Wednesday, January 18, 2017

The Kobe Earthquake and the birth of the smartphone

At 5.46AM on January 17, 1995, the early shinkansen was readying to pull out of Shin-Osaka station bound west for Hiroshima and beyond. Had it been ten minutes earlier it would have been travelling at speed as the second most devastating earthquake of the twentieth century eviscerated the city of Kobe, the shockwaves rebounding from the mountains encircling the metropolis of 1.5m people, causing an interference pattern that would create utter destruction in one block whilst leaving the next untouched.

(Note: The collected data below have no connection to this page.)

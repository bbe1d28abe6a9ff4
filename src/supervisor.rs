//! Task supervision.
//!
//! Owns the task state machine and the process-wide (but explicitly owned,
//! never global) registry of in-flight tasks. The supervisor runs a task body
//! under a hard wall-clock deadline, exposes cooperative cancellation backed
//! by an out-of-band browser kill, and keeps terminal records queryable for a
//! bounded retention window.

use std::collections::HashMap;
use std::sync::Arc;
use std::time::Duration;

use serde::Serialize;
use tokio::sync::RwLock;
use tokio_util::sync::CancellationToken;

use crate::driver::{BrowserAgent, BrowserSession};

/// Execution status of a tracked task. Terminal states are final.
#[derive(Debug, Clone, Copy, PartialEq, Eq, Serialize)]
#[serde(rename_all = "snake_case")]
pub enum TaskStatus {
    Running,
    Completed,
    Cancelled,
    TimedOut,
    Failed,
}

impl TaskStatus {
    pub fn is_terminal(&self) -> bool {
        !matches!(self, Self::Running)
    }
}

/// Runtime record for one task execution.
struct TaskRecord {
    status: TaskStatus,
    cancel_token: CancellationToken,

    /// Live browser resource, for out-of-band termination
    session: Option<Arc<dyn BrowserSession>>,

    /// Agent handle, for non-blocking partial-result snapshots
    agent: Option<Arc<dyn BrowserAgent>>,

    /// Snapshot captured at cancellation/timeout
    partial_result: Option<String>,
}

/// Handle returned by [`TaskSupervisor::register`].
#[derive(Debug, Clone)]
pub struct TaskHandle {
    pub task_id: String,
    cancel_token: CancellationToken,
}

impl TaskHandle {
    pub fn cancel_token(&self) -> CancellationToken {
        self.cancel_token.clone()
    }
}

/// Result of a cancellation request.
#[derive(Debug, Clone, PartialEq)]
pub enum CancelOutcome {
    Cancelled { partial_result: Option<String> },
    /// Unknown id, or the task already reached a terminal state
    NotFound,
}

/// Outcome of running a task body under a deadline.
#[derive(Debug)]
pub enum DeadlineOutcome<T> {
    Finished(T),
    DeadlineExceeded,
    /// The execution body itself died (panic). Surfaced as a generic failure.
    Crashed(String),
}

/// Explicitly owned, lock-guarded task registry plus the state-machine
/// operations over it.
#[derive(Clone)]
pub struct TaskSupervisor {
    tasks: Arc<RwLock<HashMap<String, TaskRecord>>>,
    retention: Duration,
}

impl TaskSupervisor {
    pub fn new(retention: Duration) -> Self {
        Self {
            tasks: Arc::new(RwLock::new(HashMap::new())),
            retention,
        }
    }

    /// Register a task before running it. The record starts in `Running`.
    pub async fn register(&self, task_id: &str) -> TaskHandle {
        let cancel_token = CancellationToken::new();
        let record = TaskRecord {
            status: TaskStatus::Running,
            cancel_token: cancel_token.clone(),
            session: None,
            agent: None,
            partial_result: None,
        };

        let mut tasks = self.tasks.write().await;
        if tasks.insert(task_id.to_string(), record).is_some() {
            tracing::warn!("Replacing existing task record (task_id={})", task_id);
        }

        TaskHandle {
            task_id: task_id.to_string(),
            cancel_token,
        }
    }

    /// Attach the live browser resource so cancellation can terminate it.
    pub async fn attach_session(&self, task_id: &str, session: Arc<dyn BrowserSession>) {
        if let Some(record) = self.tasks.write().await.get_mut(task_id) {
            record.session = Some(session);
        }
    }

    /// Attach the agent handle so partial results stay queryable.
    pub async fn attach_agent(&self, task_id: &str, agent: Arc<dyn BrowserAgent>) {
        if let Some(record) = self.tasks.write().await.get_mut(task_id) {
            record.agent = Some(agent);
        }
    }

    pub async fn status(&self, task_id: &str) -> Option<TaskStatus> {
        self.tasks.read().await.get(task_id).map(|r| r.status)
    }

    /// Whether a cancellation already landed for this task.
    pub async fn is_cancelled(&self, task_id: &str) -> bool {
        matches!(self.status(task_id).await, Some(TaskStatus::Cancelled))
    }

    /// Run `fut` with a hard wall-clock deadline.
    ///
    /// The body is spawned so that on deadline expiry we can return
    /// immediately while the abandoned execution keeps running long enough to
    /// release its resources; it is signalled to stop via the cancel token
    /// and an out-of-band browser kill, never awaited.
    pub async fn run_under_deadline<T, F>(
        &self,
        handle: &TaskHandle,
        deadline: Duration,
        fut: F,
    ) -> DeadlineOutcome<T>
    where
        F: std::future::Future<Output = T> + Send + 'static,
        T: Send + 'static,
    {
        let join = tokio::spawn(fut);

        match tokio::time::timeout(deadline, join).await {
            Ok(Ok(value)) => DeadlineOutcome::Finished(value),
            Ok(Err(join_err)) => {
                tracing::error!(
                    "Task execution body died (task_id={}): {}",
                    handle.task_id,
                    join_err
                );
                self.mark_terminal(&handle.task_id, TaskStatus::Failed).await;
                DeadlineOutcome::Crashed(join_err.to_string())
            }
            Err(_elapsed) => {
                tracing::warn!("Task deadline expired (task_id={})", handle.task_id);
                self.expire(&handle.task_id).await;
                DeadlineOutcome::DeadlineExceeded
            }
        }
    }

    /// Cancel a running task: flip the state, snapshot whatever partial
    /// result the agent has, signal the token, and terminate the browser.
    ///
    /// Cancelling an unknown or already-terminal task is a safe no-op
    /// reported as `NotFound`.
    pub async fn cancel(&self, task_id: &str) -> CancelOutcome {
        let session = {
            let mut tasks = self.tasks.write().await;
            let Some(record) = tasks.get_mut(task_id) else {
                return CancelOutcome::NotFound;
            };
            if record.status.is_terminal() {
                return CancelOutcome::NotFound;
            }

            record.status = TaskStatus::Cancelled;
            record.partial_result = record.agent.as_ref().and_then(|a| a.current_state());
            record.cancel_token.cancel();
            record.session.clone()
        };

        if let Some(session) = session {
            if let Err(e) = session.kill().await {
                tracing::warn!("Failed to kill browser (task_id={}): {}", task_id, e);
            } else {
                tracing::info!("Sent termination signal to browser (task_id={})", task_id);
            }
        }

        self.schedule_removal(task_id);

        let partial_result = self.get_partial_result(task_id).await;
        CancelOutcome::Cancelled { partial_result }
    }

    /// Snapshot captured at cancellation/timeout, or the agent's last-known
    /// state. Never blocks on the execution itself.
    pub async fn get_partial_result(&self, task_id: &str) -> Option<String> {
        let tasks = self.tasks.read().await;
        let record = tasks.get(task_id)?;
        record
            .partial_result
            .clone()
            .or_else(|| record.agent.as_ref().and_then(|a| a.current_state()))
    }

    /// Transition a running task into a terminal state. A task that already
    /// reached a terminal state keeps it; losing this race is normal when
    /// cancellation and completion arrive together.
    pub async fn mark_terminal(&self, task_id: &str, status: TaskStatus) {
        debug_assert!(status.is_terminal());
        {
            let mut tasks = self.tasks.write().await;
            let Some(record) = tasks.get_mut(task_id) else {
                return;
            };
            if record.status.is_terminal() {
                return;
            }
            record.status = status;
        }
        self.schedule_removal(task_id);
    }

    /// Deadline-expiry path: snapshot partial state, signal stop, kill the
    /// browser. The still-running execution body cleans itself up.
    async fn expire(&self, task_id: &str) {
        let session = {
            let mut tasks = self.tasks.write().await;
            let Some(record) = tasks.get_mut(task_id) else {
                return;
            };
            if record.status.is_terminal() {
                return;
            }
            record.status = TaskStatus::TimedOut;
            record.partial_result = record.agent.as_ref().and_then(|a| a.current_state());
            record.cancel_token.cancel();
            record.session.clone()
        };

        if let Some(session) = session {
            if let Err(e) = session.kill().await {
                tracing::warn!("Failed to kill browser after timeout (task_id={}): {}", task_id, e);
            }
        }

        self.schedule_removal(task_id);
    }

    /// Drop the record once the retention window passes. Records are only
    /// removed in a terminal state.
    fn schedule_removal(&self, task_id: &str) {
        let tasks = Arc::clone(&self.tasks);
        let retention = self.retention;
        let task_id = task_id.to_string();
        tokio::spawn(async move {
            tokio::time::sleep(retention).await;
            let mut tasks = tasks.write().await;
            if tasks
                .get(&task_id)
                .is_some_and(|r| r.status.is_terminal())
            {
                tasks.remove(&task_id);
                tracing::debug!("Dropped terminal task record (task_id={})", task_id);
            }
        });
    }
}

#[cfg(test)]
mod tests {
    use super::*;
    use crate::driver::testing::{MockAgent, MockSession, StubHistory};
    use std::sync::atomic::{AtomicBool, Ordering};

    fn supervisor() -> TaskSupervisor {
        TaskSupervisor::new(Duration::from_millis(50))
    }

    fn agent_with_state(state: &str) -> Arc<MockAgent> {
        Arc::new(MockAgent {
            history: StubHistory::default(),
            run_delay: None,
            state: Some(state.to_string()),
        })
    }

    #[tokio::test]
    async fn cancel_running_task_reports_partial_result() {
        let sup = supervisor();
        let handle = sup.register("task_1").await;
        let session = Arc::new(MockSession::default());
        sup.attach_session("task_1", session.clone()).await;
        sup.attach_agent("task_1", agent_with_state("step 3 of 10")).await;

        let outcome = sup.cancel("task_1").await;
        assert_eq!(
            outcome,
            CancelOutcome::Cancelled {
                partial_result: Some("step 3 of 10".to_string())
            }
        );
        assert!(handle.cancel_token().is_cancelled());
        assert!(session.killed.load(Ordering::SeqCst));
        assert_eq!(sup.status("task_1").await, Some(TaskStatus::Cancelled));
    }

    #[tokio::test]
    async fn cancel_is_idempotent_and_safe_on_unknown_ids() {
        let sup = supervisor();
        sup.register("task_1").await;

        assert!(matches!(
            sup.cancel("task_1").await,
            CancelOutcome::Cancelled { .. }
        ));
        assert_eq!(sup.cancel("task_1").await, CancelOutcome::NotFound);
        assert_eq!(sup.cancel("no_such_task").await, CancelOutcome::NotFound);
    }

    #[tokio::test]
    async fn cancel_after_completion_is_not_found() {
        let sup = supervisor();
        sup.register("task_1").await;
        sup.mark_terminal("task_1", TaskStatus::Completed).await;

        assert_eq!(sup.cancel("task_1").await, CancelOutcome::NotFound);
        assert_eq!(sup.status("task_1").await, Some(TaskStatus::Completed));
    }

    #[tokio::test]
    async fn terminal_states_are_final() {
        let sup = supervisor();
        sup.register("task_1").await;
        sup.cancel("task_1").await;
        sup.mark_terminal("task_1", TaskStatus::Completed).await;
        assert_eq!(sup.status("task_1").await, Some(TaskStatus::Cancelled));
    }

    #[tokio::test]
    async fn deadline_allows_fast_executions() {
        let sup = supervisor();
        let handle = sup.register("task_1").await;

        let outcome = sup
            .run_under_deadline(&handle, Duration::from_secs(5), async { 42 })
            .await;
        assert!(matches!(outcome, DeadlineOutcome::Finished(42)));
    }

    #[tokio::test]
    async fn deadline_expiry_returns_immediately_and_kills_browser() {
        let sup = supervisor();
        let handle = sup.register("task_1").await;
        let session = Arc::new(MockSession::default());
        sup.attach_session("task_1", session.clone()).await;
        sup.attach_agent("task_1", agent_with_state("mid-flight")).await;

        let cleanup_ran = Arc::new(AtomicBool::new(false));
        let cleanup_flag = cleanup_ran.clone();
        let token = handle.cancel_token();

        let outcome = sup
            .run_under_deadline(&handle, Duration::from_millis(30), async move {
                // Hung execution that only reacts to the stop signal
                token.cancelled().await;
                cleanup_flag.store(true, Ordering::SeqCst);
            })
            .await;

        assert!(matches!(outcome, DeadlineOutcome::DeadlineExceeded));
        assert_eq!(sup.status("task_1").await, Some(TaskStatus::TimedOut));
        assert!(session.killed.load(Ordering::SeqCst));
        assert_eq!(
            sup.get_partial_result("task_1").await,
            Some("mid-flight".to_string())
        );

        // The abandoned execution still runs its own cleanup asynchronously
        tokio::time::sleep(Duration::from_millis(20)).await;
        assert!(cleanup_ran.load(Ordering::SeqCst));
    }

    #[tokio::test]
    async fn crashed_execution_surfaces_as_failed() {
        let sup = supervisor();
        let handle = sup.register("task_1").await;

        let outcome: DeadlineOutcome<()> = sup
            .run_under_deadline(&handle, Duration::from_secs(5), async {
                panic!("boom");
            })
            .await;
        assert!(matches!(outcome, DeadlineOutcome::Crashed(_)));
        assert_eq!(sup.status("task_1").await, Some(TaskStatus::Failed));
    }

    #[tokio::test]
    async fn terminal_records_are_swept_after_retention() {
        let sup = supervisor();
        sup.register("task_1").await;
        sup.mark_terminal("task_1", TaskStatus::Completed).await;

        assert_eq!(sup.status("task_1").await, Some(TaskStatus::Completed));
        tokio::time::sleep(Duration::from_millis(120)).await;
        assert_eq!(sup.status("task_1").await, None);
    }

    #[tokio::test]
    async fn running_records_survive_the_sweep() {
        let sup = supervisor();
        sup.register("task_1").await;
        // A stray sweep must not remove a running record
        sup.schedule_removal("task_1");
        tokio::time::sleep(Duration::from_millis(120)).await;
        assert_eq!(sup.status("task_1").await, Some(TaskStatus::Running));
    }
}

There were heroes and villains that day. I walked the ground nearly six weeks after the catastrophe, as that is what it had become, the fallen highway already cleared from the view of the world, and I stood in respect and watched small gatherings in the burnt out wreckage of Nada-ku, silently praying for the souls of those lost, trapped under the heavy tile roofs of the flimsy wooden structures, unable to escape as the fires closed in. The Governor of the Prefecture of Hyogo, being an ex-communist, refused to allow the Self Defence Forces, the only organisation with the resources to make any difference that day, into the city. The SDF was initially restricted to operating "training" flights from the skies to assess the damage.

Two events in particular that day made life saving differences. The technicians at the hydroelectric station supplying energy to the city realised they'd lost one third of their demand and the grid would soon catastrophically overload. Ignoring the manual and authority lines they flipped the switches and started pumping water back upstream saving the power grid from total meltdown. And then the Personal Private Secretary to the Governor signed the order to allow the SDF in to the prefecture. He announced to the press the Governor had signed the instrument and then went to the Governor and said "you tell them I lied if you want to".

The Great Hanshin Earthquake was a natural disaster magnified a hundred times into a man made catastrophe. But as a result the laws were changed and ex-communists can no longer fiddle as their cities burn. And as 300,000 telegraph poles collapsed and the phone lines ceased to function, the few with mobile phones, the only communications still available, placed them on street corners next to small collection tins for those to use who needed to let loved ones know they were still alive. Or that some were gone. And Japan came to a collective realisation that the mobile phone was a gift and not a curse. And we are connected today to each other partly through the price paid by the city of Kobe in the early hours of the morning of January 17, 1995.